Your answer should consist of each line below that includes the word "FixtureTrack".

(Given records begins)

//! Recursive atom traversal.
//!
//! [`parse_movie`] walks the stream from the start, dispatching each atom to
//! its handler via [`AtomHandler::lookup`]. Containers recurse with an
//! explicit depth; track-scoped handlers receive the `trak` being built.

use super::atoms::{Atom, AtomHandler, AtomType};
use super::reader::ByteReader;
use super::track::Track;
use crate::stream::MediaStream;
use crate::{Error, Result};
use tracing::{debug, error, trace};

/// Deepest nesting level the walker will enter.
pub const MAX_ATOM_DEPTH: usize = 10;

/// Parents at least this large are not skipped to their end once their
/// children have been walked.
const MAX_TRAILING_SKIP: i64 = 0x7FFFF;

const ATOM_HEADER_SIZE: i64 = 8;

/// Movie-level results of a header walk.
#[derive(Debug, Clone, Default)]
pub struct Movie {
    /// Movie timescale from `mvhd`.
    pub time_scale: u32,
    /// Movie duration in movie timescale units.
    pub duration: u64,
    pub creation_time: u64,
    pub modification_time: u64,
    /// Display matrix from `mvhd`, stored but not applied.
    pub matrix: [i32; 9],
    /// Major brand is something other than QuickTime.
    pub isom: bool,
    pub found_moov: bool,
    pub found_mdat: bool,
    pub tracks: Vec<Track>,
}

/// Walk the whole stream and collect the movie header and tracks.
///
/// Fails when no `moov` atom is found or when the atom tree is malformed.
pub fn parse_movie<R: MediaStream>(reader: &mut ByteReader<R>) -> Result<Movie> {
    let size = reader.size()?;
    reader.seek_to(0)?;

    let mut parser = HeaderParser::new(reader);
    let root = Atom::new(AtomType::ROOT, size.min(i64::MAX as u64) as i64);
    parser.walk(root, None, 0)?;

    let movie = parser.into_movie();
    if !movie.found_moov {
        error!("moov atom not found");
        return Err(Error::MissingAtom("moov"));
    }
    debug!(
        tracks = movie.tracks.len(),
        time_scale = movie.time_scale,
        isom = movie.isom,
        "movie header parsed"
    );
    Ok(movie)
}

/// Parse state threaded through the handlers.
pub(crate) struct HeaderParser<'a, R> {
    pub(crate) reader: &'a mut ByteReader<R>,
    pub(crate) movie: Movie,
}

impl<'a, R: MediaStream> HeaderParser<'a, R> {
    pub(crate) fn new(reader: &'a mut ByteReader<R>) -> Self {
        Self {
            reader,
            movie: Movie {
                time_scale: 1,
                ..Default::default()
            },
        }
    }

    pub(crate) fn into_movie(self) -> Movie {
        self.movie
    }

    fn done(&self) -> bool {
        self.movie.found_moov && self.movie.found_mdat
    }

    /// Walk the children of `parent`, whose payload starts at the current
    /// position.
    pub(crate) fn walk(
        &mut self,
        parent: Atom,
        mut track: Option<&mut Track>,
        depth: usize,
    ) -> Result<()> {
        if depth > MAX_ATOM_DEPTH {
            error!(atom = %parent.atom_type, depth, "atom nesting too deep");
            return Err(Error::AtomTooDeep {
                atom: parent.atom_type.to_string(),
                depth,
                max: MAX_ATOM_DEPTH,
            });
        }

        let mut total = 0i64;
        while total + ATOM_HEADER_SIZE <= parent.size {
            let mut size = self.reader.read_u32_be()? as i64;
            let atom_type = AtomType(self.reader.read_tag()?);
            total += ATOM_HEADER_SIZE;

            if size == 1 && total + 8 <= parent.size {
                // 64-bit size also covers the extended field itself
                size = self.reader.read_u64_be()?.min(i64::MAX as u64) as i64 - 8;
                total += 8;
            }
            if size == 0 {
                size = parent.size - total + ATOM_HEADER_SIZE;
            }
            size -= ATOM_HEADER_SIZE;
            if size < 0 {
                debug!(atom = %atom_type, size, "atom size below header length, stopping");
                break;
            }
            size = size.min(parent.size - total);

            let atom = Atom::new(atom_type, size);
            trace!(atom = %atom_type, size, depth, "atom");

            match AtomHandler::lookup(atom_type) {
                None => {
                    self.reader.skip(size)?;
                }
                Some(handler) => {
                    let start = self.reader.position()?;
                    self.dispatch(handler, atom, track.as_deref_mut(), depth)?;
                    if self.done() {
                        return Ok(());
                    }

                    let consumed = (self.reader.position()? - start) as i64;
                    let left = size - consumed;
                    if left > 0 {
                        self.reader.skip(left)?;
                    } else if left < 0 {
                        error!(
                            atom = %atom_type,
                            over = -left,
                            "atom handler read past the end of its atom"
                        );
                        self.reader.seek_to(start + size as u64)?;
                    }
                }
            }

            total += size;
        }

        if total < parent.size && parent.size < MAX_TRAILING_SKIP {
            self.reader.skip(parent.size - total)?;
        }
        Ok(())
    }

    fn dispatch(
        &mut self,
        handler: AtomHandler,
        atom: Atom,
        track: Option<&mut Track>,
        depth: usize,
    ) -> Result<()> {
        match handler {
            AtomHandler::Container => self.walk(atom, track, depth + 1),
            AtomHandler::Ftyp => self.read_ftyp(atom),
            AtomHandler::Moov => self.read_moov(atom, depth),
            AtomHandler::Mdat => self.read_mdat(atom),
            AtomHandler::Mvhd => self.read_mvhd(atom),
            AtomHandler::Trak => self.read_trak(atom, depth),
            _ => match track {
                Some(track) => self.read_track_atom(handler, atom, track, depth),
                None => {
                    debug!(atom = %atom.atom_type, "track atom outside of a trak, skipping");
                    Ok(())
                }
            },
        }
    }

    fn read_track_atom(
        &mut self,
        handler: AtomHandler,
        atom: Atom,
        track: &mut Track,
        depth: usize,
    ) -> Result<()> {
        match handler {
            AtomHandler::Tkhd => self.read_tkhd(atom, track),
            AtomHandler::Hdlr => self.read_hdlr(atom, track),
            AtomHandler::Mdhd => self.read_mdhd(atom, track),
            AtomHandler::Stsd => self.read_stsd(atom, track, depth),
            AtomHandler::Stts => self.read_stts(atom, track),
            AtomHandler::Stsc => self.read_stsc(atom, track),
            AtomHandler::SampleSizes => self.read_sample_sizes(atom, track),
            AtomHandler::ChunkOffsets => self.read_chunk_offsets(atom, track),
            AtomHandler::Ctts => self.read_ctts(atom, track),
            AtomHandler::Stss => self.read_stss(atom, track),
            AtomHandler::CodecConfig => self.read_codec_config(atom, track),
            AtomHandler::Esds => self.read_esds(track),
            // movie-level handlers are routed by `dispatch`
            AtomHandler::Container
            | AtomHandler::Ftyp
            | AtomHandler::Moov
            | AtomHandler::Mdat
            | AtomHandler::Mvhd
            | AtomHandler::Trak => Ok(()),
        }
    }
}
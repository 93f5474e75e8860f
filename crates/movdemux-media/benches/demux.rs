//! Header parsing and packet iteration benchmarks.

use criterion::{black_box, criterion_group, criterion_main, BenchmarkId, Criterion, Throughput};
use movdemux_media::fixture::{FixtureTrack, MovieBuilder};
use movdemux_media::Demuxer;
use std::io::Cursor;

/// A/V movie with `frames` video samples and matching AAC audio.
fn av_movie(frames: u32) -> Vec<u8> {
    let audio_frames = frames * 48_000 / 1024 / 25;
    let sync: Vec<u32> = (1..=frames).step_by(25).collect();
    MovieBuilder::new()
        .track(
            FixtureTrack::video(b"avc1", 90_000)
                .uniform(frames, 64, 3600, 0)
                .sync_samples(sync)
                .codec_config(b"avcC", vec![1, 0x64, 0, 0x1F]),
        )
        .track(
            FixtureTrack::audio(b"mp4a", 48_000)
                .uniform(audio_frames, 16, 1024, 0)
                .esds(0x40, vec![0x11, 0x90]),
        )
        .build()
}

fn bench_init(c: &mut Criterion) {
    let mut group = c.benchmark_group("init");

    for frames in [250u32, 2500, 25_000] {
        let data = av_movie(frames);
        group.throughput(Throughput::Elements(frames as u64));
        group.bench_with_input(BenchmarkId::from_parameter(frames), &data, |b, data| {
            b.iter(|| {
                let mut demuxer = Demuxer::from_stream(Cursor::new(black_box(data.as_slice())));
                demuxer.init().unwrap();
                demuxer.tracks().len()
            })
        });
    }

    group.finish();
}

fn bench_packets(c: &mut Criterion) {
    let data = av_movie(2500);
    let mut group = c.benchmark_group("packets");
    group.throughput(Throughput::Bytes(data.len() as u64));

    group.bench_function("peek_read_all", |b| {
        b.iter(|| {
            let mut demuxer = Demuxer::from_stream(Cursor::new(data.as_slice()));
            demuxer.init().unwrap();
            let mut bytes = 0usize;
            while demuxer.peek().unwrap().is_some() {
                bytes += demuxer.read().unwrap().data.len();
            }
            black_box(bytes)
        })
    });

    group.bench_function("peek_only", |b| {
        b.iter(|| {
            let mut demuxer = Demuxer::from_stream(Cursor::new(data.as_slice()));
            demuxer.init().unwrap();
            let mut count = 0usize;
            while demuxer.peek().unwrap().is_some() {
                count += 1;
            }
            black_box(count)
        })
    });

    group.finish();
}

fn bench_seek(c: &mut Criterion) {
    let data = av_movie(25_000);
    let mut demuxer = Demuxer::from_stream(Cursor::new(data.as_slice()));
    demuxer.init().unwrap();

    c.bench_function("seek_middle", |b| {
        b.iter(|| demuxer.seek(black_box(500_000_000)).unwrap())
    });
}

criterion_group!(benches, bench_init, bench_packets, bench_seek);
criterion_main!(benches);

(Given records ends)

## Task response
use movdemux_media::fixture::{FixtureTrack, MovieBuilder};
            FixtureTrack::video(b"avc1", 90_000)
            FixtureTrack::audio(b"mp4a", 48_000)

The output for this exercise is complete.